It’s places like Cincinnati where you have time to develop and mature. In larger cities and more expensive cities, you can’t afford to put a band together and pay for the rehearsal space and pay to rent a van and park the van. There are a lot of obstacles, and some of those are just financial.

I thought I understood Midwest nice prior to my West Coast experience, and like a Maury Povich lie detector test result this has been determined as a lie. I thought Midwest nice was essentially an synonym for polite with geographical reference. Seattle natives are extremely polite–see discussion about traffic. Midwesterners are polite and talkative. We ask questions of each other. We ask stuff like where are you from? Did you grow up here? Is that your tractor? The people of Seattle simply don’t do this. It’s a mystery how people make friends when no questions are asked.

The drivers here are very passive. Did a pedestrian just make a slight modification in their gait to indicate they want to cross the street with nary a crosswalk in sight? Seattle drivers: STOP IMMEDIATELY AND WAIT TO SEE IF THE PEDESTRIAN CROSSES THE STREET. For those of us who aren’t attuned to every minute change in gait of each and every pedestrian still on the sidewalk, this results in a litany of cursing and near collisions.

Cincinnati drivers are careless, and as a cyclist and pedestrian I have nearly been run over a number of times. I am all for avoiding situations in which a person could bounce across the hood of a car. BUT THIS IS WHAT CROSSWALKS ARE FOR.

But the proliferation of bike lanes, bike trails that lead to useful places, and protected bike lanes is spectacular. I am hoping to advocate for more of this in Cincinnati when I return. Aside from reducing our dependence on fossil fuels and the physical fitness benefits cycling delivers, it also enables people to put more of their paychecks in the hands of local Cincinnati businesses as opposed to funneling dollars away into a Honda exec’s bonus.

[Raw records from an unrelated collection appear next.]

//! CLI output formatting

use crate::{
    core::{ExecutionStatus, ReloadKind},
    execution::{ExecutionEvent, ExecutionSummary},
};
use console::Emoji;
use indicatif::{ProgressBar, ProgressStyle};
use std::time::Duration;

// Re-export style
pub use console::style;

// Emojis for output
pub static CHECK: Emoji<'_, '_> = Emoji("✅ ", "✓ ");
pub static CROSS: Emoji<'_, '_> = Emoji("❌ ", "✗ ");
pub static SPINNER: Emoji<'_, '_> = Emoji("⏳ ", "~ ");
pub static INFO: Emoji<'_, '_> = Emoji("ℹ️  ", "i ");
pub static WARN: Emoji<'_, '_> = Emoji("⚠️  ", "! ");
pub static ROCKET: Emoji<'_, '_> = Emoji("🚀 ", "> ");
pub static RELOAD: Emoji<'_, '_> = Emoji("🔄 ", "* ");

/// Create a progress bar
pub fn create_progress_bar(total: usize) -> ProgressBar {
    let progress = ProgressBar::new(total as u64);
    if let Ok(bar_style) = ProgressStyle::default_bar()
        .template("{spinner:.green} [{elapsed_precise}] [{bar:40.cyan/blue}] {pos}/{len} {msg}")
    {
        progress.set_style(bar_style.progress_chars("#>-"));
    }
    progress.enable_steady_tick(Duration::from_millis(100));
    progress
}

/// Format an execution status for display
pub fn format_status(status: ExecutionStatus) -> String {
    match status {
        ExecutionStatus::Pending => style("PENDING").dim().to_string(),
        ExecutionStatus::Running => style("RUNNING").yellow().to_string(),
        ExecutionStatus::Completed => style("COMPLETED").green().to_string(),
        ExecutionStatus::Failed => style("FAILED").red().to_string(),
    }
}

/// Format an execution event for display
pub fn format_execution_event(event: &ExecutionEvent) -> String {
    match event {
        ExecutionEvent::PipelineStarted {
            execution_id,
            pipeline_name,
            total_steps,
        } => format!(
            "{} Starting {} ({} steps, {})",
            ROCKET,
            style(pipeline_name).bold(),
            total_steps,
            style(&execution_id.to_string()[..8]).dim()
        ),
        ExecutionEvent::StepStarted { step_id, .. } => {
            format!("{} {}", SPINNER, style(step_id).cyan())
        }
        ExecutionEvent::StepCompleted {
            step_id,
            report,
            duration,
        } => {
            let mut line = format!(
                "{} {} {}",
                CHECK,
                style(step_id).green(),
                style(format!("({} files, {})", report.outputs.len(), format_duration(*duration))).dim()
            );
            for warning in &report.warnings {
                line.push_str(&format!("\n   {}{}", WARN, style(warning).yellow()));
            }
            line
        }
        ExecutionEvent::StepFailed { step_id, error } => {
            format!("{} {}: {}", CROSS, style(step_id).red(), style(error).dim())
        }
        ExecutionEvent::StepSkipped { step_id, reason } => {
            format!("{} {} skipped: {}", WARN, style(step_id).yellow(), style(reason).dim())
        }
        ExecutionEvent::PipelineCompleted {
            execution_id,
            status,
            duration,
        } => format!(
            "{} Pipeline ({}) {} in {}",
            INFO,
            style(&execution_id.to_string()[..8]).dim(),
            format_status(*status),
            format_duration(*duration)
        ),
    }
}

/// One-line summary of a finished build
pub fn format_summary(summary: &ExecutionSummary) -> String {
    let mut line = format!(
        "{} steps, {} files written",
        style(summary.completed).cyan(),
        style(summary.outputs.len()).cyan()
    );
    if !summary.warnings.is_empty() {
        line.push_str(&format!(", {}", style(format!("{} warnings", summary.warnings.len())).yellow()));
    }
    line
}

/// Describe a reload signal
pub fn format_reload(kind: ReloadKind) -> String {
    match kind {
        ReloadKind::None => format!("{} rebuilt", CHECK),
        ReloadKind::Css => format!("{} stylesheets refreshed", RELOAD),
        ReloadKind::Full => format!("{} page reloaded", RELOAD),
    }
}

pub fn format_duration(duration: Duration) -> String {
    let millis = duration.as_millis();
    if millis < 1000 {
        format!("{}ms", millis)
    } else if millis < 60_000 {
        format!("{:.2}s", duration.as_secs_f64())
    } else {
        let secs = duration.as_secs();
        format!("{}m {}s", secs / 60, secs % 60)
    }
}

How can one miss republicans? Seattle as two dominant political groups, liberals and more liberal liberals. I thought I would enjoy being with like-minded people. There’s two unexpected negative side effects to having a city full of liberals. First, it seems because infrastructure projects, including those in service of additional public transit, face little to no resistance, they are beset by budget overruns and missed deadlines. The caption to one of my pics below describes the tale of Big Bertha. Long story short, there’s a billion dollar drilling machine burrowed under Puget Sound. It broke, and this event seemed to have no risk mitigation plan against it, because the only way to restore the billion dollar carcass to working order was to dig all the way down to it. Through The Sound. Because Cincinnati has to fight for every infrastructure dollar we get, our projects hew closer to their budgets and timelines, because project cancellation is a very real possibility if more money or time is required.

Secondly, the political knife fights that we engage in in The Queen City drive a sense of community and connection. The lack of resistance has made the liberals of Seattle lazy and disorganized. These two unexpected negative side-effects have me missing some good old COAST shenanigans or that flaming pile of poo, article twelve. Where are you Simon Leis, you bigoted ass-hat? Liberals need you so they can coalesce around a common enemy.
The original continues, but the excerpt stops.